Как был, в белом халате и шапочке, он вышел во двор и увидел машину, около которой стоял немецкий офицер и четыре солдата в касках и с автоматами.

— Садитесь в машину, — сказал офицер. — При попытке к бегству, — он положил ладонь на кобуру “Вальтера”, — будем стрелять.

Машина тронулась, и доктор не видел, куда его повезли. Вероятно, на выезде из города машину остановили на контрольном пункте. Слышалась немецкая

речь. В машину заглянул фельдфебель. Посмотрев на солдат, он отошел и закричал: “Раус!”

Машина шла по асфальту, но вскоре сошла на грунтовую дорогу, стало трясти. Наконец она остановилась. Солдаты попрыгали на землю, и доктор вышел за ними, щурясь от яркого света. Ему приказали стоять на месте. Оглядевшись, доктор увидел, что стоят они у подножья горы и кругом лес.

— Вот и конец, — подумал Сухарев. — Но что они делают?!

Немцы покатили машину и столкнули ее под откос, и она, кувыркаясь, пошла вниз, в ущелье. Затем они сбросили каски, мундиры и принялись горячо обнимать его. Доктор не верил своим глазам. Это была дерзкая партизанская вылазка.

Так, до 1944 года он был партизанским хирургом, разделяя всю тяжесть их положения из-за отсутствия помощи со стороны предгорного татарского населения. Эту историю с освобождением доктора Сухарева знала вся Феодосия.

Однажды, придя к батюшке Мефодию, я застал его в подавленном настроении. Он чем-то был огорчен и, стоя перед образами, усиленно молился и клал поклоны. Я сел на диван и ожидал, что будет дальше. Наконец, он закончил свою покаянную молитву и протянул мне лежавшую на столе бумагу.

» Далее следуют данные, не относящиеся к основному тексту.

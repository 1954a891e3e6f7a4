use crate::config::app_context::AppContext;
use crate::config::constants::{SIGNATURE_DEDUP_CAPACITY, TX_FETCH_BACKOFF, TX_FETCH_RETRIES};
use crate::discovery::dedup::SignatureDedup;
use crate::discovery::ws::{run_log_subscription, LogEvent, LogSubscription};
use crate::programs::registry::{self, METEORA_DBC_PROGRAM_PUBKEY};
use crate::solana::tx_parser;
use crate::types::candidate::{DiscoveryMethod, LaunchSource};
use crate::types::error::TradeError;
use crate::types::events::{BusEvent, Collector, DiscoveredLaunch, EventStream};
use anyhow::Result;
use async_trait::async_trait;
use serde_json::json;
use solana_sdk::signature::Signature;
use std::str::FromStr;
use std::sync::Arc;
use tokio::sync::mpsc;
use tokio::time::sleep;
use tokio_stream::wrappers::UnboundedReceiverStream;
use tracing::{debug, info};

/// Does this log set describe a DBC pool creation? Only an exact
/// `Program log: Instruction: InitializePool`/`CreatePool` line counts; a
/// mention of the word inside other log text must not.
pub fn is_create_instruction(logs: &[String]) -> bool {
    logs.iter().any(|line| {
        matches!(
            line.strip_prefix("Program log: Instruction: "),
            Some("InitializePool") | Some("CreatePool")
        )
    })
}

/// Bags launches surface on Meteora's Dynamic Bonding Curve program. Pool
/// creations are detected by discriminator after a cheap log pre-filter;
/// the Telegram Bags feed cross-references the same mints by source dedup.
pub struct MeteoraDbcCollector {
    context: AppContext,
    ws_urls: Vec<String>,
}

impl MeteoraDbcCollector {
    pub async fn new(context: &AppContext) -> Self {
        let settings = context.get_settings().await;
        Self {
            context: context.clone(),
            ws_urls: settings.solana.ws_urls_or_derived(),
        }
    }

    async fn decode_launch(
        context: &AppContext,
        signature_str: &str,
    ) -> Result<Option<DiscoveredLaunch>, TradeError> {
        let signature = Signature::from_str(signature_str)
            .map_err(|e| TradeError::InvalidInput(format!("bad signature: {e}")))?;
        let mut attempt = 0u32;
        let tx = loop {
            match context.rpc.get_transaction(&signature).await {
                Ok(tx) => break tx,
                Err(e) => {
                    attempt += 1;
                    if attempt >= TX_FETCH_RETRIES {
                        return Err(e);
                    }
                    sleep(TX_FETCH_BACKOFF).await;
                }
            }
        };
        if tx
            .transaction
            .meta
            .as_ref()
            .map(|m| m.err.is_some())
            .unwrap_or(true)
        {
            return Ok(None);
        }

        for ix in tx_parser::walk_instructions(&tx.transaction)? {
            let Some(known) = registry::identify_instruction(&ix.program_id, &ix.data) else {
                continue;
            };
            if !known.is_create() || ix.program_id != *METEORA_DBC_PROGRAM_PUBKEY {
                continue;
            }
            // base_mint per the pool-create account ordering
            let ordering = known.account_ordering();
            let base_mint_index = ordering.iter().position(|n| *n == "base_mint").unwrap_or(3);
            let Some(mint) = ix.accounts.get(base_mint_index) else {
                continue;
            };
            let pool = ordering
                .iter()
                .position(|n| *n == "pool")
                .and_then(|i| ix.accounts.get(i))
                .map(|k| k.to_string());

            info!(mint = %mint, instruction = known.name(), "bags dbc launch discovered");
            return Ok(Some(DiscoveredLaunch {
                mint: mint.to_string(),
                symbol: None,
                name: None,
                launch_source: LaunchSource::Bags,
                discovery_method: DiscoveryMethod::Onchain,
                metadata_provenance: None,
                raw_payload: json!({
                    "signature": signature_str,
                    "instruction": known.name(),
                    "pool": pool,
                }),
                is_token_2022: false,
                bonding_curve: pool,
            }));
        }
        Ok(None)
    }
}

#[async_trait]
impl Collector<BusEvent> for MeteoraDbcCollector {
    async fn get_event_stream(&self) -> Result<EventStream<'_, BusEvent>> {
        let (log_tx, mut log_rx) = mpsc::unbounded_channel::<LogEvent>();
        let (event_tx, event_rx) = mpsc::unbounded_channel::<BusEvent>();

        let ws_url = self
            .ws_urls
            .first()
            .cloned()
            .ok_or_else(|| anyhow::anyhow!("no websocket endpoint configured"))?;
        tokio::spawn(run_log_subscription(
            LogSubscription {
                name: "meteora-dbc-logs",
                ws_url,
                program_id: *METEORA_DBC_PROGRAM_PUBKEY,
            },
            log_tx,
            self.context.shutdown_signal(),
        ));

        let context = self.context.clone();
        tokio::spawn(async move {
            let dedup = Arc::new(SignatureDedup::new(SIGNATURE_DEDUP_CAPACITY));
            while let Some((signature, logs)) = log_rx.recv().await {
                if !is_create_instruction(&logs) {
                    continue;
                }
                if !dedup.insert(&signature) {
                    continue;
                }
                match Self::decode_launch(&context, &signature).await {
                    Ok(Some(launch)) => {
                        if event_tx.send(BusEvent::LaunchDiscovered(launch)).is_err() {
                            return;
                        }
                    }
                    Ok(None) => {}
                    Err(e) => debug!(signature = %signature, error = %e, "dbc decode skipped"),
                }
            }
        });

        Ok(Box::pin(UnboundedReceiverStream::new(event_rx)))
    }
}

#[cfg(test)]
mod tests {
    use super::*;

    #[test]
    fn initialize_pool_logs_are_detected() {
        let logs = vec![
            "Program dbcij3LWUppWqq96dh6gJWwBifmcGfLSB5D4DuSMaqN invoke [1]".to_string(),
            "Program log: Instruction: InitializePool".to_string(),
            "Program dbcij3LWUppWqq96dh6gJWwBifmcGfLSB5D4DuSMaqN success".to_string(),
        ];
        assert!(is_create_instruction(&logs));
    }

    #[test]
    fn create_pool_mention_in_other_text_does_not_count() {
        let logs = vec![
            "Program dbcij3LWUppWqq96dh6gJWwBifmcGfLSB5D4DuSMaqN invoke [1]".to_string(),
            "Program log: Instruction: Swap".to_string(),
            "Program log: CreatePool mentioned".to_string(),
            "Program dbcij3LWUppWqq96dh6gJWwBifmcGfLSB5D4DuSMaqN success".to_string(),
        ];
        assert!(!is_create_instruction(&logs));
    }

    #[test]
    fn create_pool_exact_line_is_detected() {
        let logs = vec!["Program log: Instruction: CreatePool".to_string()];
        assert!(is_create_instruction(&logs));
    }
}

Это было обращение правящего архиепископа Луки (Войно-Ясенецкого) к духовенству епархии: “К глубокому огорчению моему, узнаю, что доныне, несмотря на повторные указания мои, Таинство крещения совершается некоторыми священниками через обливание. Из истории Церкви знаем, что уже в апостольское время крещение совершалось троекратным погружением во имя Отца, и Сына, и Святаго Духа.

Пятидесятое правило святых Апостолов грозит лишением сана епископу или пресвитеру за крещение не троекратным погружением”.

— Согрешил я перед Богом и владыкой Лукой, — сокрушался батюшка. — Стефан уехал по делам в старый Крым, а я не в силах был натаскать воды в купель и крестил младенца обливанием. И вот, казнюсь и горюю.

Я, как мог, успокоил батюшку. Мы вместе попили чаю, и, кажется, отец Мефодий успокоился.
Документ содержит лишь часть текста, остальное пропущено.